Carbide And Carbon Building
April 28, 1928
D.H. Burnham & Co., Burnham Building Chicago

"Chicago’s Carbide and Carbon Building: The Lost Blueprints" opens Friday, September 5th to Saturday, November 29th, 2008.

Section of Tower Top
(Detail of Sheet #15)
Terra Cotta on Lower Stories (Detail of Sheet #17)

Notes on the Exhibition:

The last show, "XIX: Nineteenth Century Design," developed as a result of a housecleaning. You could say the same about this one. When moving works from my old storage area, I discovered a roll of blueprints tightly spooled into a sealed tube hiding behind frames that hadn’t been touched in eleven years.

Though they were marked "Carbide" in my old handwriting, they appeared to be structurals or mechanicals. In other words, I assumed they were the "boring" sheets. When they were unrolled, I was dumbfounded to see a complete set of "General Drawings." Not boring.

Section of Lobby
(Detail of Sheet #23)

For years, I’ve been selling the original linen drawings of the building from a rapidly depleting stock. And the set of blueprints that the Burnham Brothers used on the construction site in 1928 were among my most popular and visually stunning works. Like all blueprints that were used for months on any work site, they have all had the slightly ragged look of a well-worn map. Not this set. Each sheet was as crisp as the day they were made. Since they were the only duplicate set kept of any of their buildings, my guess is that the Burnham company thought of the Carbide as a landmark even then.

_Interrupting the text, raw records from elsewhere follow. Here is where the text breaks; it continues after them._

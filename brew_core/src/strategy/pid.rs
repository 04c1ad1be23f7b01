use super::{Actuation, Setpoints, ValveCommand, non_negative, positive};
use crate::error::BrewError;

#[derive(Debug, Clone, Copy, PartialEq)]
pub struct PidGains {
    pub kp: f64,
    pub ki: f64,
    pub kd: f64,
}

impl Default for PidGains {
    fn default() -> Self {
        Self {
            kp: 1.0,
            ki: 0.05,
            kd: 0.1,
        }
    }
}

impl PidGains {
    pub(crate) fn validate(&self, suffix: &str) -> Result<(), BrewError> {
        non_negative(&format!("kp{suffix}"), self.kp)?;
        non_negative(&format!("ki{suffix}"), self.ki)?;
        non_negative(&format!("kd{suffix}"), self.kd)
    }

    pub fn scaled(&self, factor: f64) -> Self {
        Self {
            kp: self.kp * factor,
            ki: self.ki * factor,
            kd: self.kd * factor,
        }
    }
}

#[derive(Debug, Clone, PartialEq)]
pub struct PidParams {
    pub gains: PidGains,
    /// Anti-windup bound on the accumulated `error * dt`.
    pub integral_limit: f64,
    pub actuation: Actuation,
}

impl Default for PidParams {
    fn default() -> Self {
        Self {
            gains: PidGains::default(),
            integral_limit: 20.0,
            actuation: Actuation::default(),
        }
    }
}

impl PidParams {
    pub(crate) fn validate(&self) -> Result<(), BrewError> {
        self.gains.validate("")?;
        self.validate_limits()
    }

    pub(crate) fn validate_limits(&self) -> Result<(), BrewError> {
        positive("integral_limit", self.integral_limit)?;
        self.actuation.validate()
    }

    pub(crate) fn param_table(&self) -> Vec<(&'static str, String)> {
        let mut t = vec![
            ("kp", self.gains.kp.to_string()),
            ("ki", self.gains.ki.to_string()),
            ("kd", self.gains.kd.to_string()),
        ];
        t.extend(self.limit_table());
        t
    }

    pub(crate) fn limit_table(&self) -> Vec<(&'static str, String)> {
        vec![
            ("integral_limit", self.integral_limit.to_string()),
            ("output_limit", self.actuation.output_limit.to_string()),
            ("deadband", self.actuation.deadband.to_string()),
            ("max_steps", self.actuation.max_steps.to_string()),
        ]
    }
}

/// Integrator and derivative memory, shared by every PID-based strategy.
#[derive(Debug, Clone, PartialEq, Default)]
pub struct PidState {
    pub integral: f64,
    pub prev_error: f64,
}

impl PidState {
    /// Advances the controller by one tick and returns the raw (unclamped) output.
    pub fn update(&mut self, gains: &PidGains, integral_limit: f64, error: f64, dt_s: f64) -> f64 {
        self.integral = (self.integral + error * dt_s).clamp(-integral_limit, integral_limit);
        let derivative = error - self.prev_error;
        self.prev_error = error;
        gains.kp * error + gains.ki * self.integral + gains.kd * derivative
    }
}

#[derive(Debug, Clone, PartialEq)]
pub struct PidStrategy {
    params: PidParams,
    setpoints: Setpoints,
    state: PidState,
}

impl PidStrategy {
    pub fn new(params: PidParams, setpoints: Setpoints) -> Self {
        Self {
            params,
            setpoints,
            state: PidState::default(),
        }
    }

    pub fn state(&self) -> &PidState {
        &self.state
    }

    pub fn step(&mut self, flow: f64) -> (ValveCommand, u32) {
        let error = self.setpoints.target_flow_rate - flow;
        let out = self.state.update(
            &self.params.gains,
            self.params.integral_limit,
            error,
            self.setpoints.dt_s,
        );
        self.params.actuation.command(out)
    }
}
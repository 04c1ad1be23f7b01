//! Runtime configuration of the engine loops.
//!
//! These are the structs `SessionManager` runs on. They are separate from the
//! TOML-deserialized config in `brew_config`; see `conversions`.

use std::time::Duration;

use crate::estimator::EstimatorMethod;

/// How the sampling and control loops are driven.
#[derive(Debug, Clone, Copy, PartialEq, Eq, Default)]
pub enum Scheduling {
    /// One background thread per loop, started with the brew.
    #[default]
    Threads,
    /// No threads; the caller drives `sample_tick` / `control_tick`.
    External,
}

#[derive(Debug, Clone, PartialEq)]
pub struct EngineCfg {
    /// Period of the sampling loop while the scale answers.
    pub sample_interval: Duration,
    /// Consecutive failed scale reads before a live brew enters Error.
    pub max_scale_failures: u32,
    /// Upper bound of the read backoff.
    pub backoff_cap: Duration,
    /// A weight drop larger than this while brewing is logged.
    pub weight_noise_tolerance_g: f64,
    /// Battery level at which a warning is logged once per brew.
    pub low_battery_pct: u8,
    /// Consecutive store failures before a live brew enters Error.
    pub max_store_failures: u32,
    pub estimator: EstimatorMethod,
}

impl Default for EngineCfg {
    fn default() -> Self {
        Self {
            sample_interval: Duration::from_millis(500),
            max_scale_failures: 3,
            backoff_cap: Duration::from_secs(8),
            weight_noise_tolerance_g: 2.0,
            low_battery_pct: 15,
            max_store_failures: 5,
            estimator: EstimatorMethod::Endpoints,
        }
    }
}
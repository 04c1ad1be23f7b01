use super::plant::FirstOrderPlant;
use super::{Actuation, Setpoints, ValveCommand, invalid, non_negative};
use crate::error::BrewError;

/// Offsets from the previous control value tried on every tick.
const CANDIDATE_DELTAS: [f64; 9] = [-2.0, -1.0, -0.5, -0.25, 0.0, 0.25, 0.5, 1.0, 2.0];

#[derive(Debug, Clone, PartialEq)]
pub struct MpcParams {
    /// Prediction horizon in ticks.
    pub horizon: u32,
    pub plant: FirstOrderPlant,
    pub q_error: f64,
    pub q_control: f64,
    pub q_delta: f64,
    pub actuation: Actuation,
}

impl Default for MpcParams {
    fn default() -> Self {
        Self {
            horizon: 15,
            plant: FirstOrderPlant::default(),
            q_error: 1.0,
            q_control: 0.1,
            q_delta: 0.5,
            actuation: Actuation::default(),
        }
    }
}

impl MpcParams {
    pub(crate) fn validate(&self) -> Result<(), BrewError> {
        if !(1..=500).contains(&self.horizon) {
            return Err(invalid("horizon must be in [1, 500]"));
        }
        self.plant.validate()?;
        non_negative("q_error", self.q_error)?;
        non_negative("q_control", self.q_control)?;
        non_negative("q_delta", self.q_delta)?;
        self.actuation.validate()
    }

    pub(crate) fn param_table(&self) -> Vec<(&'static str, String)> {
        vec![
            ("horizon", self.horizon.to_string()),
            ("plant_gain", self.plant.gain.to_string()),
            ("plant_time_constant", self.plant.time_constant.to_string()),
            ("q_error", self.q_error.to_string()),
            ("q_control", self.q_control.to_string()),
            ("q_delta", self.q_delta.to_string()),
            ("output_limit", self.actuation.output_limit.to_string()),
            ("deadband", self.actuation.deadband.to_string()),
            ("max_steps", self.actuation.max_steps.to_string()),
        ]
    }
}

/// Receding-horizon control over a first-order plant.
///
/// Each tick scores a small set of constant control moves around the previous
/// one over `horizon` ticks and applies the cheapest. Ties keep the first
/// candidate in `CANDIDATE_DELTAS` order.
#[derive(Debug, Clone, PartialEq)]
pub struct MpcStrategy {
    params: MpcParams,
    setpoints: Setpoints,
    alpha: f64,
    model_flow: Option<f64>,
    prev_control: f64,
}

impl MpcStrategy {
    pub fn new(params: MpcParams, setpoints: Setpoints) -> Self {
        Self {
            alpha: params.plant.alpha(setpoints.dt_s),
            params,
            setpoints,
            model_flow: None,
            prev_control: 0.0,
        }
    }

    pub fn model_flow(&self) -> Option<f64> {
        self.model_flow
    }

    pub fn prev_control(&self) -> f64 {
        self.prev_control
    }

    fn cost(&self, start_flow: f64, u: f64) -> f64 {
        let p = &self.params;
        let target = self.setpoints.target_flow_rate;
        let mut y = start_flow;
        let mut cost = p.q_delta * (u - self.prev_control).powi(2);
        for _ in 0..p.horizon {
            y = p.plant.advance(self.alpha, y, u);
            let e = target - y;
            cost += p.q_error * e * e + p.q_control * u * u;
        }
        cost
    }

    pub fn step(&mut self, flow: f64) -> (ValveCommand, u32) {
        let model = match self.model_flow {
            None => flow,
            Some(m) => self.params.plant.advance(self.alpha, m, self.prev_control),
        };
        self.model_flow = Some(model);

        let mut best = self.prev_control;
        let mut best_cost = f64::INFINITY;
        for delta in CANDIDATE_DELTAS {
            let u = self.params.actuation.clamp(self.prev_control + delta);
            let c = self.cost(flow, u);
            if c < best_cost {
                best_cost = c;
                best = u;
            }
        }
        tracing::debug!(flow, model, control = best, cost = best_cost, "mpc move");
        self.prev_control = best;
        self.params.actuation.command(best)
    }
}

#[cfg(test)]
mod tests {
    use super::*;

    fn sp() -> Setpoints {
        Setpoints {
            target_flow_rate: 0.05,
            epsilon: 0.008,
            dt_s: 60.0,
        }
    }

    #[test]
    fn first_step_seeds_model_with_measurement() {
        let mut m = MpcStrategy::new(MpcParams::default(), sp());
        assert_eq!(m.model_flow(), None);
        m.step(0.03);
        assert_eq!(m.model_flow(), Some(0.03));
    }

    fn effort_free() -> MpcParams {
        MpcParams {
            q_control: 0.0,
            q_delta: 0.0,
            ..MpcParams::default()
        }
    }

    #[test]
    fn slow_flow_raises_control() {
        let mut m = MpcStrategy::new(effort_free(), sp());
        assert_eq!(m.step(0.0), (ValveCommand::Forward, 2));
        assert_eq!(m.prev_control(), 2.0);
        m.step(0.0);
        assert_eq!(m.prev_control(), 4.0);
    }

    #[test]
    fn control_stays_within_output_limit() {
        let mut m = MpcStrategy::new(effort_free(), sp());
        for _ in 0..50 {
            m.step(0.0);
            assert!(m.prev_control().abs() <= 10.0);
        }
        assert_eq!(m.prev_control(), 10.0);
        assert_eq!(m.step(0.0), (ValveCommand::Forward, 5));
    }

    #[test]
    fn effort_weights_dominate_weak_plant() {
        // With the default gain even a full swing moves flow by ~0.01 g/s,
        // which never pays for the control and delta penalties.
        let mut m = MpcStrategy::new(MpcParams::default(), sp());
        assert_eq!(m.step(0.0), (ValveCommand::Hold, 0));
        assert_eq!(m.prev_control(), 0.0);
    }
}
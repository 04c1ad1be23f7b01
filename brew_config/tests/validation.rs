use brew_config::{EstimatorKind, StrategyCfg, StrategyKind, load_toml};
use rstest::rstest;

const FULL: &str = r#"
[brew]
target_flow_rate = 0.05
valve_interval_s = 60
epsilon = 0.008
target_weight_g = 1337
return_to_start_on_kill = false

[strategy]
kind = "kalman_pid"

[strategy.params]
kp = 1.0
q = 0.001
r = 0.1

[sampling]
interval_ms = 500
max_consecutive_failures = 3
estimator = "linear_fit"

[store]
retention_s = 3600

[logging]
rotation = "daily"
"#;

#[test]
fn full_config_parses_and_validates() {
    let cfg = load_toml(FULL).expect("parse TOML");
    cfg.validate().expect("valid config should pass");
    assert_eq!(cfg.strategy.kind, StrategyKind::KalmanPid);
    assert_eq!(cfg.sampling.estimator, EstimatorKind::LinearFit);
    assert!(!cfg.brew.return_to_start_on_kill);
    match cfg.strategy.typed().unwrap() {
        StrategyCfg::KalmanPid(p) => {
            assert_eq!(p.kp, Some(1.0));
            assert_eq!(p.q, Some(0.001));
            assert_eq!(p.ki, None);
        }
        other => panic!("unexpected strategy {other:?}"),
    }
}

#[test]
fn empty_config_uses_defaults() {
    let cfg = load_toml("").expect("parse TOML");
    cfg.validate().expect("defaults are valid");
    assert_eq!(cfg.brew.target_weight_g, 1337.0);
    assert_eq!(cfg.sampling.interval_ms, 500);
    assert_eq!(cfg.strategy.typed().unwrap(), StrategyCfg::Default);
}

#[rstest]
#[case("[brew]\ntarget_flow_rate = 0.09", "target_flow_rate")]
#[case("[brew]\ntarget_flow_rate = 0.019", "target_flow_rate")]
#[case("[brew]\nvalve_interval_s = 3", "valve_interval_s")]
#[case("[brew]\nvalve_interval_s = 1025", "valve_interval_s")]
#[case("[brew]\nepsilon = 0.0", "epsilon")]
#[case("[brew]\nepsilon = 4.0", "epsilon")]
#[case("[brew]\ntarget_weight_g = 1340", "target_weight_g")]
#[case("[brew]\ntarget_weight_g = 0", "target_weight_g")]
#[case("[sampling]\ninterval_ms = 0", "interval_ms")]
#[case("[sampling]\nmax_consecutive_failures = 0", "max_consecutive_failures")]
#[case("[store]\nmax_consecutive_failures = 0", "max_consecutive_failures")]
#[case("[simulation]\ninitial_position = 200", "initial_position")]
#[case("[logging]\nrotation = \"weekly\"", "rotation")]
fn out_of_range_values_are_rejected(#[case] toml: &str, #[case] needle: &str) {
    let cfg = load_toml(toml).expect("parse TOML");
    let err = cfg.validate().expect_err("should reject");
    assert!(format!("{err}").contains(needle), "{err}");
}

#[rstest]
#[case("pid", "kp = -1.0", "kp")]
#[case("kalman_pid", "r = 0.0", "r")]
#[case("smith_predictor", "plant_time_constant = 0.0", "plant_time_constant")]
#[case("adaptive_gain_scheduling", "max_adaptation_factor = 0.5", "max_adaptation_factor")]
#[case("adaptive_gain_scheduling", "kd_high = -0.1", "kd_high")]
#[case("smith_predictor", "dead_time = 3600.5", "dead_time")]
#[case("smith_predictor", "dead_time = 1e300", "dead_time")]
#[case("adaptive_gain_scheduling", "adaptation_rate = 1.5", "adaptation_rate")]
#[case(
    "adaptive_gain_scheduling",
    "flow_rate_low_threshold = 0.06\nflow_rate_high_threshold = 0.04",
    "flow_rate_low_threshold"
)]
#[case("mpc", "horizon = 0", "horizon")]
#[case("pid", "max_steps = 0", "max_steps")]
fn bad_strategy_params_are_rejected(#[case] kind: &str, #[case] param: &str, #[case] needle: &str) {
    let toml = format!("[strategy]\nkind = \"{kind}\"\n[strategy.params]\n{param}\n");
    let cfg = load_toml(&toml).expect("parse TOML");
    let err = cfg.validate().expect_err("should reject");
    assert!(format!("{err}").contains(needle), "{err}");
}

#[test]
fn unknown_strategy_param_is_rejected() {
    let toml = "[strategy]\nkind = \"pid\"\n[strategy.params]\nkp = 1.0\nkq = 2.0\n";
    let cfg = load_toml(toml).expect("parse TOML");
    let err = cfg.validate().expect_err("unknown key");
    assert!(format!("{err}").contains("kq"), "{err}");
}

#[test]
fn default_strategy_takes_no_params() {
    let toml = "[strategy]\nkind = \"default\"\n[strategy.params]\nkp = 1.0\n";
    let cfg = load_toml(toml).expect("parse TOML");
    assert!(cfg.validate().is_err());
}

#[test]
fn unknown_strategy_kind_fails_to_parse() {
    assert!(load_toml("[strategy]\nkind = \"bang_bang\"\n").is_err());
}

#[test]
fn unknown_section_key_fails_to_parse() {
    assert!(load_toml("[brew]\ntarget_flow = 0.05\n").is_err());
}

#[test]
fn pins_section_is_optional_and_checked() {
    let cfg = load_toml("[pins]\nvalve_step = 20\nvalve_dir = 21\nvalve_en = 16\n").unwrap();
    cfg.validate().unwrap();
    let pins = cfg.pins.as_ref().unwrap();
    assert_eq!(pins.steps_per_sec, 200);
    assert_eq!(pins.valve_en, Some(16));

    let clash = load_toml("[pins]\nvalve_step = 20\nvalve_dir = 20\n").unwrap();
    let err = clash.validate().unwrap_err();
    assert!(format!("{err}").contains("distinct"), "{err}");
}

Each sheet was signed by two of the Carbide company’s New York representatives and dated May 1, 1928. In 2008, the building was marking its 80th anniversary from the date it was designed. ArchiTech will be ten years old in December. Serendipity might be the appropriate word here.

There was no other way to title a Fall show but "The Lost Blueprints." I’ve not survived in this business by being a fool.

When the day came to send PR to the newspapers in a mass email, a power surge on the block knocked out my computer and all the files. For weeks, it appeared all the gallery’s data and history were going to be lost for good. Images from forty exhibitions as well as my new book, catalogue lists of inventory and historical research material from at least a decade-all this was certainly irretrievable.

The opening of my anniversary exhibit was eerily quiet on Friday, September 5. No press mentions, no client emails, just the sidewalk sign at the lobby entrance. Then, a neighbor showed me that day’s Chicago Tribune. Their art critic had compiled a short list of Fall openings he most eagerly anticipated. "Chicago’s Carbide and Carbon Building: The Lost Blueprints" was among the eight he listed of the sixty or so opening that night. The door buzzer started ringing about 5pm that evening with the first group of lookers and didn’t stop until I staggered out at 8.

Since there had been no notification of an opening sent to the local press, the Tribune had obviously searched ArchiTech’s website for the "Upcoming Show" link my webguy added in August. It was either that or the free trolly that stopped at the street door.

Blueprints are certainly not works of art but it’s the installation of them here that could qualify as one. Frameless, matless and hung closely as two long murals, they resemble nothing less than windows onto a cinematically charged Art Deco city. Imagine a massive wall of Prussian Blue and white in one of these huge lofts clogging River North. I’m just sayin’.

Oh yes, a data retrieval lab will soon send me discs of the files they scraped from the old hard drive. The tenth anniversary celebration is back on.